» HOW TO COMPLETE THIS TASK: Every entry here needs to be repeated exactly.

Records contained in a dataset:
┌────────
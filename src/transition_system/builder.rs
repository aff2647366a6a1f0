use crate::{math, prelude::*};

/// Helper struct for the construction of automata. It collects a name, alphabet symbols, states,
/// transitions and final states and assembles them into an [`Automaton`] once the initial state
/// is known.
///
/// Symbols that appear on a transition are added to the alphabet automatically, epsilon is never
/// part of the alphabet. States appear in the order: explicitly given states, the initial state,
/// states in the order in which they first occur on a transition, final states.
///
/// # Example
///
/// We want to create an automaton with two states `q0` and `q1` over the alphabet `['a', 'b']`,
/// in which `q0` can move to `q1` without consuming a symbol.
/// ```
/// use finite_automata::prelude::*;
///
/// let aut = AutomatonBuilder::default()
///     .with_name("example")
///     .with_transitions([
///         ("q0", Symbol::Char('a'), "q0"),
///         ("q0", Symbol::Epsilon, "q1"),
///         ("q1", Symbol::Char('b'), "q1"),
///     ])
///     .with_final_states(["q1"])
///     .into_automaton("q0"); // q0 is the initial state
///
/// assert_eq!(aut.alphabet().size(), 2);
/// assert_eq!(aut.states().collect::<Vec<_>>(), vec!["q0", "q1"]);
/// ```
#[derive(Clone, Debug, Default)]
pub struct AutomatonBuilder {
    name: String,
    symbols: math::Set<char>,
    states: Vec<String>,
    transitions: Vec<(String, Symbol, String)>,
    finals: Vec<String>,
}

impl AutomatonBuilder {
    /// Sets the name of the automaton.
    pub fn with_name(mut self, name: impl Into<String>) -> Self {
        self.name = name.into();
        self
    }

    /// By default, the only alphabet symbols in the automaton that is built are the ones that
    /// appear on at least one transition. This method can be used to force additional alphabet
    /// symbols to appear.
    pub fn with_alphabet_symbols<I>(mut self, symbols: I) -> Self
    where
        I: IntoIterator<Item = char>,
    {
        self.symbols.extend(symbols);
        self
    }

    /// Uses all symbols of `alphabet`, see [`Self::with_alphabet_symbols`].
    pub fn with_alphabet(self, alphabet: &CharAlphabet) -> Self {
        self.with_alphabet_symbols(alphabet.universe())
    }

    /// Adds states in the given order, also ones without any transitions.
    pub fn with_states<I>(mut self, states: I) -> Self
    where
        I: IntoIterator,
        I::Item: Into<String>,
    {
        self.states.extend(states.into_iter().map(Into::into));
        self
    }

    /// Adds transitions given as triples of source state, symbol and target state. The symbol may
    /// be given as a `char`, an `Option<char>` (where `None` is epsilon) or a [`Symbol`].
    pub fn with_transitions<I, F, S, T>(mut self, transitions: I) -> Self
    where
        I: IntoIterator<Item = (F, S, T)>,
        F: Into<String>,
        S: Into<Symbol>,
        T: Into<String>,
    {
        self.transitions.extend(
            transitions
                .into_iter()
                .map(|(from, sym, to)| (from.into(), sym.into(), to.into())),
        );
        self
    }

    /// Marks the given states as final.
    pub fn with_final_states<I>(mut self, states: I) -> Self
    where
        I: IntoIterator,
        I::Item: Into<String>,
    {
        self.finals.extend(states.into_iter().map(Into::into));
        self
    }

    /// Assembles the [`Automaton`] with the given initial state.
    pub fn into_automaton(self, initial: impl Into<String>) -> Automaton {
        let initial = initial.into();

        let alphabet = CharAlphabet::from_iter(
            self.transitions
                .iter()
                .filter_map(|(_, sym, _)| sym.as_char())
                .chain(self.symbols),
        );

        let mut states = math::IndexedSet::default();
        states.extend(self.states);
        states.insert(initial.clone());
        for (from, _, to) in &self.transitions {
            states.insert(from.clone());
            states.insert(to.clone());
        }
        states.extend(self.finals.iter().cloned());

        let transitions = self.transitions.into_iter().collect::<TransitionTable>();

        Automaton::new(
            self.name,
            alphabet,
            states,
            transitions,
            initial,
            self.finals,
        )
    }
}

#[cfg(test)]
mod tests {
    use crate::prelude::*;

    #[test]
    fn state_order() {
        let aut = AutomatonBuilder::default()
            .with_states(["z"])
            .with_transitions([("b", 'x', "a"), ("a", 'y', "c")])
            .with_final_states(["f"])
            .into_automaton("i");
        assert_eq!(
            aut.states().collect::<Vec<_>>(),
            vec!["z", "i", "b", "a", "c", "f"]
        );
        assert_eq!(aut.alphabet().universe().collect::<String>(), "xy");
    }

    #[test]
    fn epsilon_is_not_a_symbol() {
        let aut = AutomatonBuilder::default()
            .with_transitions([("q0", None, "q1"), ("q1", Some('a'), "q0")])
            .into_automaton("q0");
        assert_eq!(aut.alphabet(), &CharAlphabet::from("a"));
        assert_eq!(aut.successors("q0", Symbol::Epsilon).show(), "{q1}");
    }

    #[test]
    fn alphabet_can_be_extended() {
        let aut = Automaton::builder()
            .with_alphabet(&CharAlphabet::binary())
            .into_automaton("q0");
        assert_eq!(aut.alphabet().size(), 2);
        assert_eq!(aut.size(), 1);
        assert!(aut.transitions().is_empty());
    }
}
└────────
» ANSWER BOX:
filename src/transition_system/builder.rs
repository aff2647366a6a1f0
use crate::{math, prelude::*};

/// Helper struct for the construction of automata. It collects a name, alphabet symbols, states,
/// transitions and final states and assembles them into an [`Automaton`] once the initial state
/// is known.
///
/// Symbols that appear on a transition are added to the alphabet automatically, epsilon is never
/// part of the alphabet. States appear in the order: explicitly given states, the initial state,
/// states in the order in which they first occur on a transition, final states.
///
/// # Example
///
/// We want to create an automaton with two states `q0` and `q1` over the alphabet `['a', 'b']`,
/// in which `q0` can move to `q1` without consuming a symbol.
/// ```
/// use finite_automata::prelude::*;
///
/// let aut = AutomatonBuilder::default()
///     .with_name("example")
///     .with_transitions([
///         ("q0", Symbol::Char('a'), "q0"),
///         ("q0", Symbol::Epsilon, "q1"),
///         ("q1", Symbol::Char('b'), "q1"),
///     ])
///     .with_final_states(["q1"])
///     .into_automaton("q0"); // q0 is the initial state
///
/// assert_eq!(aut.alphabet().size(), 2);
/// assert_eq!(aut.states().collect::<Vec<_>>(), vec!["q0", "q1"]);
/// ```
#[derive(Clone, Debug, Default)]
pub struct AutomatonBuilder {
    name: String,
    symbols: math::Set<char>,
    states: Vec<String>,
    transitions: Vec<(String, Symbol, String)>,
    finals: Vec<String>,
}

impl AutomatonBuilder {
    /// Sets the name of the automaton.
    pub fn with_name(mut self, name: impl Into<String>) -> Self {
        self.name = name.into();
        self
    }

    /// By default, the only alphabet symbols in the automaton that is built are the ones that
    /// appear on at least one transition. This method can be used to force additional alphabet
    /// symbols to appear.
    pub fn with_alphabet_symbols<I>(mut self, symbols: I) -> Self
    where
        I: IntoIterator<Item = char>,
    {
        self.symbols.extend(symbols);
        self
    }

    /// Uses all symbols of `alphabet`, see [`Self::with_alphabet_symbols`].
    pub fn with_alphabet(self, alphabet: &CharAlphabet) -> Self {
        self.with_alphabet_symbols(alphabet.universe())
    }

    /// Adds states in the given order, also ones without any transitions.
    pub fn with_states<I>(mut self, states: I) -> Self
    where
        I: IntoIterator,
        I::Item: Into<String>,
    {
        self.states.extend(states.into_iter().map(Into::into));
        self
    }

    /// Adds transitions given as triples of source state, symbol and target state. The symbol may
    /// be given as a `char`, an `Option<char>` (where `None` is epsilon) or a [`Symbol`].
    pub fn with_transitions<I, F, S, T>(mut self, transitions: I) -> Self
    where
        I: IntoIterator<Item = (F, S, T)>,
        F: Into<String>,
        S: Into<Symbol>,
        T: Into<String>,
    {
        self.transitions.extend(
            transitions
                .into_iter()
                .map(|(from, sym, to)| (from.into(), sym.into(), to.into())),
        );
        self
    }

    /// Marks the given states as final.
    pub fn with_final_states<I>(mut self, states: I) -> Self
    where
        I: IntoIterator,
        I::Item: Into<String>,
    {
        self.finals.extend(states.into_iter().map(Into::into));
        self
    }

    /// Assembles the [`Automaton`] with the given initial state.
    pub fn into_automaton(self, initial: impl Into<String>) -> Automaton {
        let initial = initial.into();

        let alphabet = CharAlphabet::from_iter(
            self.transitions
                .iter()
                .filter_map(|(_, sym, _)| sym.as_char())
                .chain(self.symbols),
        );

        let mut states = math::IndexedSet::default();
        states.extend(self.states);
        states.insert(initial.clone());
        for (from, _, to) in &self.transitions {
            states.insert(from.clone());
            states.insert(to.clone());
        }
        states.extend(self.finals.iter().cloned());

        let transitions = self.transitions.into_iter().collect::<TransitionTable>();

        Automaton::new(
            self.name,
            alphabet,
            states,
            transitions,
            initial,
            self.finals,
        )
    }
}

#[cfg(test)]
mod tests {
    use crate::prelude::*;

    #[test]
    fn state_order() {
        let aut = AutomatonBuilder::default()
            .with_states(["z"])
            .with_transitions([("b", 'x', "a"), ("a", 'y', "c")])
            .with_final_states(["f"])
            .into_automaton("i");
        assert_eq!(
            aut.states().collect::<Vec<_>>(),
            vec!["z", "i", "b", "a", "c", "f"]
        );
        assert_eq!(aut.alphabet().universe().collect::<String>(), "xy");
    }

    #[test]
    fn epsilon_is_not_a_symbol() {
        let aut = AutomatonBuilder::default()
            .with_transitions([("q0", None, "q1"), ("q1", Some('a'), "q0")])
            .into_automaton("q0");
        assert_eq!(aut.alphabet(), &CharAlphabet::from("a"));
        assert_eq!(aut.successors("q0", Symbol::Epsilon).show(), "{q1}");
    }

    #[test]
    fn alphabet_can_be_extended() {
        let aut = Automaton::builder()
            .with_alphabet(&CharAlphabet::binary())
            .into_automaton("q0");
        assert_eq!(aut.alphabet().size(), 2);
        assert_eq!(aut.size(), 1);
        assert!(aut.transitions().is_empty());
    }
}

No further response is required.